Exercise data section start

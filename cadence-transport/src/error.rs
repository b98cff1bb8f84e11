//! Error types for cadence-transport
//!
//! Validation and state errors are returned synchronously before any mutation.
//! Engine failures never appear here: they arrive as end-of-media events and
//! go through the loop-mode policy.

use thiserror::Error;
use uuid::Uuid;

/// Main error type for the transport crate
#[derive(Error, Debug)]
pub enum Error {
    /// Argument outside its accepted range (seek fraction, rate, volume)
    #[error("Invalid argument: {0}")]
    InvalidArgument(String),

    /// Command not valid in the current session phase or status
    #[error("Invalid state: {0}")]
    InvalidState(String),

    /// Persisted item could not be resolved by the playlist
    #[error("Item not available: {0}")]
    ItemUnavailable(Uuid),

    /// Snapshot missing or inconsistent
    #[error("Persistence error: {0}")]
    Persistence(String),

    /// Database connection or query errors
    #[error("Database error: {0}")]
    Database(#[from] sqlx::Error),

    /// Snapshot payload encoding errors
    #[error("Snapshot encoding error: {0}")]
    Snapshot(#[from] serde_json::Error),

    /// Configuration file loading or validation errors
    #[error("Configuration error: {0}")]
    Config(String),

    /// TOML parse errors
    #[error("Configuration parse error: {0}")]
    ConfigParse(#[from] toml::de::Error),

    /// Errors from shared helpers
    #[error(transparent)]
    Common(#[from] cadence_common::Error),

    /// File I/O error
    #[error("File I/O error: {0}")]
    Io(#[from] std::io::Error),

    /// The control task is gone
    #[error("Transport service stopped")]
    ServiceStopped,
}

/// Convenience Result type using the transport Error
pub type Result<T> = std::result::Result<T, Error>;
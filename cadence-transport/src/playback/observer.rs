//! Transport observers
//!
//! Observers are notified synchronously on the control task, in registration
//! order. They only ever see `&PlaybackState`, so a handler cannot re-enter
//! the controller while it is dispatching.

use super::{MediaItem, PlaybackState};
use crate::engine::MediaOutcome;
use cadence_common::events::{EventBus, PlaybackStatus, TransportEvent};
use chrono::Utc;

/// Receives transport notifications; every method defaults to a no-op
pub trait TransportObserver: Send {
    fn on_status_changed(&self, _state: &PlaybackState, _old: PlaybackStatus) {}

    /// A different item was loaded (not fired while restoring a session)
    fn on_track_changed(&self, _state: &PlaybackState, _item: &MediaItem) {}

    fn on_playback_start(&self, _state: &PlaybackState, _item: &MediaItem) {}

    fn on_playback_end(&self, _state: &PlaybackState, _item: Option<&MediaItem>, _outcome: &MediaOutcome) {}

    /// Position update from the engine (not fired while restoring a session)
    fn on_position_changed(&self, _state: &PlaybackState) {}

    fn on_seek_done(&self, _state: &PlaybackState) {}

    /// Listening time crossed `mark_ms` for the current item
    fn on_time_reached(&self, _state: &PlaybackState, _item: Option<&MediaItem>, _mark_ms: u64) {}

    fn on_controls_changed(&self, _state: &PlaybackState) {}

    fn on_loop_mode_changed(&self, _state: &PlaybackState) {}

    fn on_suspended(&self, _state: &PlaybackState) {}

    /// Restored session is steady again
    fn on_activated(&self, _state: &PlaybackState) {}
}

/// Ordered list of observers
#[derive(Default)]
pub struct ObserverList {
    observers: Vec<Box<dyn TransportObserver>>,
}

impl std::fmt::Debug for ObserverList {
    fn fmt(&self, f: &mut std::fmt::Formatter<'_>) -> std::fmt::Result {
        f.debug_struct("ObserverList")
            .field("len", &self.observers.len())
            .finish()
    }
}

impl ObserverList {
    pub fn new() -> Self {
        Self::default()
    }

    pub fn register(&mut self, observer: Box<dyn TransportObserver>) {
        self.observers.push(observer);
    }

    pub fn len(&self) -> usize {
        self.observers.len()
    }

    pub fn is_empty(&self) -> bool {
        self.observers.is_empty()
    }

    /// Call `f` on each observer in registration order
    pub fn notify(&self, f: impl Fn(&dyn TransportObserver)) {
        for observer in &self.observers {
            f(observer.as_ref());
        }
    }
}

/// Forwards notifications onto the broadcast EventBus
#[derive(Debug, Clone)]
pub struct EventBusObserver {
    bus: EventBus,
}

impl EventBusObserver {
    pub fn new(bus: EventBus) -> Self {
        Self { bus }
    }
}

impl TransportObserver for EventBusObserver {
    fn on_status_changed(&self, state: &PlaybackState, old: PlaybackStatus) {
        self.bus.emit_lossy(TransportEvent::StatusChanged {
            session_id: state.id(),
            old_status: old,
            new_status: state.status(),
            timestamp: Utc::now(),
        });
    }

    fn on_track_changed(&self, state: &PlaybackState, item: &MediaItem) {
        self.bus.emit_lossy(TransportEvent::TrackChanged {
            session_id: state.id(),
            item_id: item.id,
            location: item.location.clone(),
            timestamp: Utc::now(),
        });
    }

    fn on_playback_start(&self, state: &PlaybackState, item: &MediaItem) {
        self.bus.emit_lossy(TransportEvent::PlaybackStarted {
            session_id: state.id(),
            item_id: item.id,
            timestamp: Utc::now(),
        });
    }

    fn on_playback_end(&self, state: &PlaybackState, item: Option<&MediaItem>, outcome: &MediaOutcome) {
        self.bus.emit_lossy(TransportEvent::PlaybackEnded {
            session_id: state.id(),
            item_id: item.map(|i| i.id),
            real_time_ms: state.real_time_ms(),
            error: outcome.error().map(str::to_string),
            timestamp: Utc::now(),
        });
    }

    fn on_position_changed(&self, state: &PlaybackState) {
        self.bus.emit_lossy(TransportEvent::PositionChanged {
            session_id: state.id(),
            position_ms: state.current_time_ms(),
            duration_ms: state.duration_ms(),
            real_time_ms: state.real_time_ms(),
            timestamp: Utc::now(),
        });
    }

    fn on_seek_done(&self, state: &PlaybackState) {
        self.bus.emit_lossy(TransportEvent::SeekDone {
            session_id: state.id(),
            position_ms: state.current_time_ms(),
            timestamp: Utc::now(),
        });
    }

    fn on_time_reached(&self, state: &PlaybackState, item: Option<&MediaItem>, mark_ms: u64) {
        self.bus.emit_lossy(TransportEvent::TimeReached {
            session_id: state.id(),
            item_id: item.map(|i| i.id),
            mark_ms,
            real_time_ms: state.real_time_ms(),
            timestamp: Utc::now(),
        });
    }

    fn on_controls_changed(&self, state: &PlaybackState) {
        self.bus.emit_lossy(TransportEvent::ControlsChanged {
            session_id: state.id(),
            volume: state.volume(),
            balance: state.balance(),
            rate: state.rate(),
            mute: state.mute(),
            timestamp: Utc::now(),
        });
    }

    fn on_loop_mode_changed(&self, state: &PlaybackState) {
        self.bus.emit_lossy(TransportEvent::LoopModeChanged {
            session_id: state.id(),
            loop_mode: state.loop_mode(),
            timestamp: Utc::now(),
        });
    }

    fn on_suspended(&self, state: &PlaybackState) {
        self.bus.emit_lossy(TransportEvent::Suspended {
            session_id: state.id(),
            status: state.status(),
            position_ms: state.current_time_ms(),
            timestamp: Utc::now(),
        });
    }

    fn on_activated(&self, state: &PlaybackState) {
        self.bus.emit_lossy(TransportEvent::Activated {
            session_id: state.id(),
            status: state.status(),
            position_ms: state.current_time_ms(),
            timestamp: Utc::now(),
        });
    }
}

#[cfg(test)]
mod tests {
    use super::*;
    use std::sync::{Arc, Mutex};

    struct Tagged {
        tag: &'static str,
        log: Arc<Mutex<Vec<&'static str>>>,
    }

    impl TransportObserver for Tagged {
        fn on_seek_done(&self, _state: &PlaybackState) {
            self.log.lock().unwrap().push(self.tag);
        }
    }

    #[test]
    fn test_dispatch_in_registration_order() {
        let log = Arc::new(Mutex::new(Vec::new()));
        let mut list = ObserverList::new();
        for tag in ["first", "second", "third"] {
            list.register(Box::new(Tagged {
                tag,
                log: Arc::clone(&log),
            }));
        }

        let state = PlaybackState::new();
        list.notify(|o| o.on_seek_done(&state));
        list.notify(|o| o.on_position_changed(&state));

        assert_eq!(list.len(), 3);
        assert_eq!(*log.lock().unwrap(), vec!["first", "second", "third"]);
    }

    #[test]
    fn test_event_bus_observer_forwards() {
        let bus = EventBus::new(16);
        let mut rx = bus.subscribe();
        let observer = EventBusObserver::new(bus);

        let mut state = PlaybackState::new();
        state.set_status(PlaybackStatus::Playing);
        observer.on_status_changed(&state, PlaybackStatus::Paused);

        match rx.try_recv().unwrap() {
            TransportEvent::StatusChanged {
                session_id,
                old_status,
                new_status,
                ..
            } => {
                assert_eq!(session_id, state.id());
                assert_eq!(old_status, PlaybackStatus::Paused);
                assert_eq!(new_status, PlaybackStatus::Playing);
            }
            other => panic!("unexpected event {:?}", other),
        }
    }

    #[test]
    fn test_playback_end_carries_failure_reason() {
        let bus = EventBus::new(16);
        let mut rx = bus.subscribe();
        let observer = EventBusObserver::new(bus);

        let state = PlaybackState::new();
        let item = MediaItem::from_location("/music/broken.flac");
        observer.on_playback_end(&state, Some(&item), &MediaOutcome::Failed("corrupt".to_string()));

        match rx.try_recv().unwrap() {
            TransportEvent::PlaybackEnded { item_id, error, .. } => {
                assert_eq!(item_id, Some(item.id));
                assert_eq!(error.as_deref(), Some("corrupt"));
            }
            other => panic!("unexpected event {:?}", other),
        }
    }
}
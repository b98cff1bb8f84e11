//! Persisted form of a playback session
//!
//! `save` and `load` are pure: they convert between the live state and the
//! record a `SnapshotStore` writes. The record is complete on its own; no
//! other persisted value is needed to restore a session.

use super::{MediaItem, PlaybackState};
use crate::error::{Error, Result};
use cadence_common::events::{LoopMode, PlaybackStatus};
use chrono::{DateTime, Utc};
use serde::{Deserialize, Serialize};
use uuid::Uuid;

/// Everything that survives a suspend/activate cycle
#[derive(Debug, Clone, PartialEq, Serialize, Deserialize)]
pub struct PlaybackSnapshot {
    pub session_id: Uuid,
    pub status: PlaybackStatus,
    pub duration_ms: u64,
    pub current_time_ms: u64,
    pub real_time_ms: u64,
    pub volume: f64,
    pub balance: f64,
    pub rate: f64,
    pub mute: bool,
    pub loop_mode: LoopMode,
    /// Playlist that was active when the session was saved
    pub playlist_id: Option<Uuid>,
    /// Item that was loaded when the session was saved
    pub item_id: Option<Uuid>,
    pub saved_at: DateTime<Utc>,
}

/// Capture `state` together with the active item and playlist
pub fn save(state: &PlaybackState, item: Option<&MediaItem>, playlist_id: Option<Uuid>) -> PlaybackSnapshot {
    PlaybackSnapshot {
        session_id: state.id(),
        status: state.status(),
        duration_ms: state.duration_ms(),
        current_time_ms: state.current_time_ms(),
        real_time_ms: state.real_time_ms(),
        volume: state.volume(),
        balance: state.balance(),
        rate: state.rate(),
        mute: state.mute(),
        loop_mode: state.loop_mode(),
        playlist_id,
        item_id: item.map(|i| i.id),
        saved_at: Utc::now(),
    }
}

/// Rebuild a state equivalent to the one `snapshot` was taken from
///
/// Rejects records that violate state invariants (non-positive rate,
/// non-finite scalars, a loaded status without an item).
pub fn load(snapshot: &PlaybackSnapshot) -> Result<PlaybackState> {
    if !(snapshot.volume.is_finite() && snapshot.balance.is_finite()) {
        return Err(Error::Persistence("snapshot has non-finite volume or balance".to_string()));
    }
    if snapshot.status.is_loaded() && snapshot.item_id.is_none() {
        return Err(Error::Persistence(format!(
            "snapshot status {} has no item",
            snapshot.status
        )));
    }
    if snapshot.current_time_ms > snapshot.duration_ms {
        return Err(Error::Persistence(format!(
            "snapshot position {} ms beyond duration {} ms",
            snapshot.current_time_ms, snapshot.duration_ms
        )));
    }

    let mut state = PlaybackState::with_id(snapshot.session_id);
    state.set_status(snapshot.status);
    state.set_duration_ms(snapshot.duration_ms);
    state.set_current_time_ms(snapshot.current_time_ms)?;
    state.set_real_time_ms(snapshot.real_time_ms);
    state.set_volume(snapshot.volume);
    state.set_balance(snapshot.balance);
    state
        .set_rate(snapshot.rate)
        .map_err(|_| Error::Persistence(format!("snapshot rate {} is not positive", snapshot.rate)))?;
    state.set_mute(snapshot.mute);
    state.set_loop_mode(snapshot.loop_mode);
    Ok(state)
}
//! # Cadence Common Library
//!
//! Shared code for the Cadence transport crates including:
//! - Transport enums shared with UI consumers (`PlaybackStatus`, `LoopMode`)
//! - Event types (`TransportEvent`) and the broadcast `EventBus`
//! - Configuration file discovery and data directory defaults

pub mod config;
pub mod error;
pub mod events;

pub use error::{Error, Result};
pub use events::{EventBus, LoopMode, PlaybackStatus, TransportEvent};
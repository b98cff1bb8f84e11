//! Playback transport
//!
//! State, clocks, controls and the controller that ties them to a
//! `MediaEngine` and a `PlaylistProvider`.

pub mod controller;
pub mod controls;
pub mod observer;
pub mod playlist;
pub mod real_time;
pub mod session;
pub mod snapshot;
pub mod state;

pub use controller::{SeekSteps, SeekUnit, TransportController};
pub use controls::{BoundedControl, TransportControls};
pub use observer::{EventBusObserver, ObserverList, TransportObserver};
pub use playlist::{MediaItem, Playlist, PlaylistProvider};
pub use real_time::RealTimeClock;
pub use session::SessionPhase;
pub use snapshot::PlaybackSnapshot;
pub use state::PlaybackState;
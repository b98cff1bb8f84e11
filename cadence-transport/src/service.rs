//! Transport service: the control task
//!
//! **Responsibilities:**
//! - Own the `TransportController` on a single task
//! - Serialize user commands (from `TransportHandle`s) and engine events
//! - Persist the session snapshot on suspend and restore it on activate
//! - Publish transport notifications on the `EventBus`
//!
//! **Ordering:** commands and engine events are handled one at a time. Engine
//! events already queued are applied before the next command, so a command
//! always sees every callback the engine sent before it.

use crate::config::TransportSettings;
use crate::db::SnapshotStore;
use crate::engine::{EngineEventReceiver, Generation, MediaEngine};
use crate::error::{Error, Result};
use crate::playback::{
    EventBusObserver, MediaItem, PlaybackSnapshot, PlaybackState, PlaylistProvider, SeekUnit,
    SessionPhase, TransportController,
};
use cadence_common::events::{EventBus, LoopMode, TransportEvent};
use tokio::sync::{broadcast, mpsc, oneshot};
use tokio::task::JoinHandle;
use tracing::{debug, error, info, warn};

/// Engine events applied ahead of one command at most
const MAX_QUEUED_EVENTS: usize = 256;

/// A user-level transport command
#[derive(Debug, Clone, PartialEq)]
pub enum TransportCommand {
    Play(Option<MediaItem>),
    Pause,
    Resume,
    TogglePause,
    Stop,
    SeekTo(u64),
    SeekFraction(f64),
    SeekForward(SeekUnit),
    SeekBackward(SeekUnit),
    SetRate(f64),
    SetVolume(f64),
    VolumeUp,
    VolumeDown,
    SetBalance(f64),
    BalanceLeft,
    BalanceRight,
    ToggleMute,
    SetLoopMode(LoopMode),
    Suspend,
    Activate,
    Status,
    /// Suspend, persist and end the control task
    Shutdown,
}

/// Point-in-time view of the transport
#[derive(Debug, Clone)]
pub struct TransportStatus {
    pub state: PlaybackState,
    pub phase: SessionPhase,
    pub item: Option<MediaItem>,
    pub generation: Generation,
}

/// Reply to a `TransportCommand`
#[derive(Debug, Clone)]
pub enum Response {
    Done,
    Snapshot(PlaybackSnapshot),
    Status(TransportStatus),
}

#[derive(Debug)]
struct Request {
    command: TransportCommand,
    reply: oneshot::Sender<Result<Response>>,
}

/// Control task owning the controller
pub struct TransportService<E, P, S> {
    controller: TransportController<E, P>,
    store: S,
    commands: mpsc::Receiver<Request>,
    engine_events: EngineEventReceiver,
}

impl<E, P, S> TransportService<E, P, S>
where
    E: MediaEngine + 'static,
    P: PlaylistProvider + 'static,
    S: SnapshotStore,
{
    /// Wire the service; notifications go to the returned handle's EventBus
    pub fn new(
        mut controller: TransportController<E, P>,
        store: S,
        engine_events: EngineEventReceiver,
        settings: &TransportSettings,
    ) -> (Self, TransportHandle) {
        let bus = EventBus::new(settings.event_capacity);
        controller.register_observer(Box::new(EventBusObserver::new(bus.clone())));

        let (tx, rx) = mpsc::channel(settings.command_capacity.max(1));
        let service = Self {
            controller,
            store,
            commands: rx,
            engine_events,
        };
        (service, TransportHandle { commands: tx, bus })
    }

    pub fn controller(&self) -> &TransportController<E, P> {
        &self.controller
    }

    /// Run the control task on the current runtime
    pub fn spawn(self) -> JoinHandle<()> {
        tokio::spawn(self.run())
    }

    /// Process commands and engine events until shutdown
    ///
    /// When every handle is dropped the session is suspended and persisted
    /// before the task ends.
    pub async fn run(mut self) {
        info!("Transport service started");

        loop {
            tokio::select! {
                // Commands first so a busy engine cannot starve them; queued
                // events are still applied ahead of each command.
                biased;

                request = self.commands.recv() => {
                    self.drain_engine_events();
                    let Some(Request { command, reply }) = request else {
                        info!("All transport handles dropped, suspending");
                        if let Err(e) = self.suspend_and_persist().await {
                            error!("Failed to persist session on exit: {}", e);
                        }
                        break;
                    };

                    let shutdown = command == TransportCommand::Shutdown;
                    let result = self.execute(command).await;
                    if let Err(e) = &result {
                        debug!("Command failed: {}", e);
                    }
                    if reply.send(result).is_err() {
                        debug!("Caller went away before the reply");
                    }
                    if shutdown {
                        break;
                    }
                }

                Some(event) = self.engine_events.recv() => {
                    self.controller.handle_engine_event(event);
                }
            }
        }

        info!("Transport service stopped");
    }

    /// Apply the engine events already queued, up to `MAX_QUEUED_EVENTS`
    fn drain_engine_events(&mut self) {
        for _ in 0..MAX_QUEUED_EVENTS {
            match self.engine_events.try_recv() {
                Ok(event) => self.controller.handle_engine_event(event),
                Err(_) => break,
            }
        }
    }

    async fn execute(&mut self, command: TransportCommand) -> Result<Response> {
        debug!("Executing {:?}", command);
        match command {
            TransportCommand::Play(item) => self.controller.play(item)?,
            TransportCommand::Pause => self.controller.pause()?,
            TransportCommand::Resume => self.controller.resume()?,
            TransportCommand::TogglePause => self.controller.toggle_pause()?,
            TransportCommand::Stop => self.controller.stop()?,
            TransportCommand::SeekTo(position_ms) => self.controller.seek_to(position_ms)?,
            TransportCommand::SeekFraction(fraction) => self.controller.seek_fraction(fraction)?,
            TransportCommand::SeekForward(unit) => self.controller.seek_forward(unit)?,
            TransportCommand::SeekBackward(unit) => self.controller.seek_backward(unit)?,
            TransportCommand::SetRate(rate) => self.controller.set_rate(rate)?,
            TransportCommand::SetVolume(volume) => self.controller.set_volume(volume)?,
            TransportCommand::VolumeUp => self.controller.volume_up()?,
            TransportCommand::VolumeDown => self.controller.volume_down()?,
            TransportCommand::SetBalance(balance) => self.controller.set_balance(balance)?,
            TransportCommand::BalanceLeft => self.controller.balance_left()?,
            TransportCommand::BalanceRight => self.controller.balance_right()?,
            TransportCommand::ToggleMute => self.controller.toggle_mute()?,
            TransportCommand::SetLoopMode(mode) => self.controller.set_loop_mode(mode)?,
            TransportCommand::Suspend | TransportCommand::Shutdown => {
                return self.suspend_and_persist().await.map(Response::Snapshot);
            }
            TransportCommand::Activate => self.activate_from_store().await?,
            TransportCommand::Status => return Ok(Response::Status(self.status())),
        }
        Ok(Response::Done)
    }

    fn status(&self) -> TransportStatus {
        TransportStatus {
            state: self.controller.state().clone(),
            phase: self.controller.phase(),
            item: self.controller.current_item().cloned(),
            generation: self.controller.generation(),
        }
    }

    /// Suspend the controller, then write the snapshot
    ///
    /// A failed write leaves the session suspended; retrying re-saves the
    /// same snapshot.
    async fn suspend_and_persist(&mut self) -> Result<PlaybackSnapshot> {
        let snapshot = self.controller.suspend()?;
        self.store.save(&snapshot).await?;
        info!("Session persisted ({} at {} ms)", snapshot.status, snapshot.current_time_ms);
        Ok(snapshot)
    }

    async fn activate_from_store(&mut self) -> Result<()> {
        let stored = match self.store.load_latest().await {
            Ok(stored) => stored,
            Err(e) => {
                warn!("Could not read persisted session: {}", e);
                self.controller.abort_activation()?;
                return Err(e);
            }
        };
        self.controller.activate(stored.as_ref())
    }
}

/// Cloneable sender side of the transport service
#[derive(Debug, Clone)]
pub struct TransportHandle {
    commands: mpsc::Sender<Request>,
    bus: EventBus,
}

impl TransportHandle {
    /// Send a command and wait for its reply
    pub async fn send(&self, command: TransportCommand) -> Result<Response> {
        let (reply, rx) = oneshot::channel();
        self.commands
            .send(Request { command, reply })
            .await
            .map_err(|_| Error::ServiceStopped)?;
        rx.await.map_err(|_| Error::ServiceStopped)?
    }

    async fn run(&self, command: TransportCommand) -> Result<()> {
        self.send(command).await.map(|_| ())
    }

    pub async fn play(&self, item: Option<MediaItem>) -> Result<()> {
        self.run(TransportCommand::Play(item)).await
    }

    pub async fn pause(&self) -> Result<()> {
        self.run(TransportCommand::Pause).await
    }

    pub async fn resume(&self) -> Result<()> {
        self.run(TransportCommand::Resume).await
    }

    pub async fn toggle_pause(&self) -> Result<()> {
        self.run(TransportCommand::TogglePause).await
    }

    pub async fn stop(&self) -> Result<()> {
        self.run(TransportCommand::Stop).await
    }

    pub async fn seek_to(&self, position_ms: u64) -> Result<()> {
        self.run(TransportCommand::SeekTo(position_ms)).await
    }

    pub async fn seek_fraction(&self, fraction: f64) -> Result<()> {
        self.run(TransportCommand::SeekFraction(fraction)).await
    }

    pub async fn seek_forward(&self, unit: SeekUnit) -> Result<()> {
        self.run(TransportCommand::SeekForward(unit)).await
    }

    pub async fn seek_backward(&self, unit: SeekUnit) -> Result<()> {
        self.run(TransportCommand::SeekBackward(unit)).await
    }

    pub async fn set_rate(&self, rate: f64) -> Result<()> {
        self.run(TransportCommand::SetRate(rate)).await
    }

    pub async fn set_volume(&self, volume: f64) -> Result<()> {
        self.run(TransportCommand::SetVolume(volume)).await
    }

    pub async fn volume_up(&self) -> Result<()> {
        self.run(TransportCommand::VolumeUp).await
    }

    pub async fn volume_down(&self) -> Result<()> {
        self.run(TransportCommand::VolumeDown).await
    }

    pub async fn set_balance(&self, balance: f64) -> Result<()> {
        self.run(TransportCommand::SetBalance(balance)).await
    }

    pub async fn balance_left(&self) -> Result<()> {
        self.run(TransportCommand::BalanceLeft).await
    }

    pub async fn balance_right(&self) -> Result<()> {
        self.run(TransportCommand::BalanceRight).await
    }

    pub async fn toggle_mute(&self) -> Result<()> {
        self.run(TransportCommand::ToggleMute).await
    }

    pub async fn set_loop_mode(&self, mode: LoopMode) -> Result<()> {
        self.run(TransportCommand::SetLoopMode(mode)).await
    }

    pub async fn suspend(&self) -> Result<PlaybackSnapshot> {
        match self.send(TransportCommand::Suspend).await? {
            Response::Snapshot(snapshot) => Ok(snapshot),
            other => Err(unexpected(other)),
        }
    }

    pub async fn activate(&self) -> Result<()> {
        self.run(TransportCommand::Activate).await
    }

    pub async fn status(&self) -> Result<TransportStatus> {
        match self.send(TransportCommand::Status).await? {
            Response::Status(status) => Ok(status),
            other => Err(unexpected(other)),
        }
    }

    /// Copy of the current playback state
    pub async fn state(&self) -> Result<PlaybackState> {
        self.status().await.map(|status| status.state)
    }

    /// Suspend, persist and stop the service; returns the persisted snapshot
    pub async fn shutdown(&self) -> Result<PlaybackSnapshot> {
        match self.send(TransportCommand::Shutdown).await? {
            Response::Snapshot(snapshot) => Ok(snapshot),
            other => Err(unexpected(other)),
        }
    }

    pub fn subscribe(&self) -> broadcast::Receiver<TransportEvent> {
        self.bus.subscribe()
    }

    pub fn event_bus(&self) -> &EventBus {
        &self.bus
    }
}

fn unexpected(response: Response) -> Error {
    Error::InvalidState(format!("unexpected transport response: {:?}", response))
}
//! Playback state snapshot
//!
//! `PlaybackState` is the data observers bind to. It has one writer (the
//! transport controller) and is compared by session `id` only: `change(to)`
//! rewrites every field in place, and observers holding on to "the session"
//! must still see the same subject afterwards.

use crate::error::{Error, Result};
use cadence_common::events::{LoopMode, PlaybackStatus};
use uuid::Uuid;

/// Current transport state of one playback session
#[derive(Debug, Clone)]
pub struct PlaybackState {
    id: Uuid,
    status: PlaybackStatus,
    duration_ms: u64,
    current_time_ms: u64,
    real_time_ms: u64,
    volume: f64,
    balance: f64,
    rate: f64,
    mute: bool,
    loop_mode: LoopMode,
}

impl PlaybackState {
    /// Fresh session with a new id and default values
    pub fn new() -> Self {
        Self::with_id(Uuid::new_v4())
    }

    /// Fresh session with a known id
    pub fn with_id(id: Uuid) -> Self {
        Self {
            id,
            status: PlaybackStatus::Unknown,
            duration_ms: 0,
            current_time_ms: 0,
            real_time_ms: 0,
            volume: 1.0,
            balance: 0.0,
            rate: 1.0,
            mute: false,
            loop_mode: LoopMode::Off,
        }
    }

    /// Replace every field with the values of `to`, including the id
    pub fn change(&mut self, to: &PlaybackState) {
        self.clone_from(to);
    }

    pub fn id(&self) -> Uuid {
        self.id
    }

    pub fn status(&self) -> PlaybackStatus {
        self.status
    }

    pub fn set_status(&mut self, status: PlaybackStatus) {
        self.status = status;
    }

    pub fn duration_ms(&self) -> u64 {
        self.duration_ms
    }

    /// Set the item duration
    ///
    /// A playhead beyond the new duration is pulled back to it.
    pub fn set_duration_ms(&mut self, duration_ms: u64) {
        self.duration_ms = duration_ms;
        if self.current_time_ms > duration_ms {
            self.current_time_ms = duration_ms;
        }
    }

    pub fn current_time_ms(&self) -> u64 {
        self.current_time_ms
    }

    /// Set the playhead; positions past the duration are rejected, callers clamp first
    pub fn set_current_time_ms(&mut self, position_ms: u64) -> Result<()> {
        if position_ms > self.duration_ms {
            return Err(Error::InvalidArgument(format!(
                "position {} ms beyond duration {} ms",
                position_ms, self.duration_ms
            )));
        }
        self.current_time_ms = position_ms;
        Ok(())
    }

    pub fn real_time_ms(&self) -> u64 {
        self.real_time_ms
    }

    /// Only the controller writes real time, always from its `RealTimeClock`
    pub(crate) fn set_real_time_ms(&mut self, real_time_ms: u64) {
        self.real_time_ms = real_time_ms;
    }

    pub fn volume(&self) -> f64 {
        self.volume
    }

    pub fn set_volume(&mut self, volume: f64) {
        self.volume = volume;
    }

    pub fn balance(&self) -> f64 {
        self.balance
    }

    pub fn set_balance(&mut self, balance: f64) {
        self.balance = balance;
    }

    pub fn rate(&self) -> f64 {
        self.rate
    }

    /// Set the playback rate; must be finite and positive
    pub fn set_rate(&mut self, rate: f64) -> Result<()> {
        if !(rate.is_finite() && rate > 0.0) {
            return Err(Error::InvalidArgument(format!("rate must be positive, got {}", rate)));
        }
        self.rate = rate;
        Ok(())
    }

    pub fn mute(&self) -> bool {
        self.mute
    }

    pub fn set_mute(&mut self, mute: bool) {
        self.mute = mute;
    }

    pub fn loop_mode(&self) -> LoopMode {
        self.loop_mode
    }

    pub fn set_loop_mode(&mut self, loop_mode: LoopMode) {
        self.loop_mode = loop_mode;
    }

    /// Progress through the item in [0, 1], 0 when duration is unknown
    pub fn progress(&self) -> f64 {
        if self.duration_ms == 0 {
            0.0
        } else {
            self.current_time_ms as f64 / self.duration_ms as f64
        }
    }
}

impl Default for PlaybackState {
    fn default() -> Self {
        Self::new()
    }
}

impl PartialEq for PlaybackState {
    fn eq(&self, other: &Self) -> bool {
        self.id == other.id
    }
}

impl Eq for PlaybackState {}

Exercise data section end

#### [Exercise aim]
Please find, in the entries above, every line where "active" occurs, and copy it.

#### [Response]
    /// Playlist that was active when the session was saved
/// Capture `state` together with the active item and playlist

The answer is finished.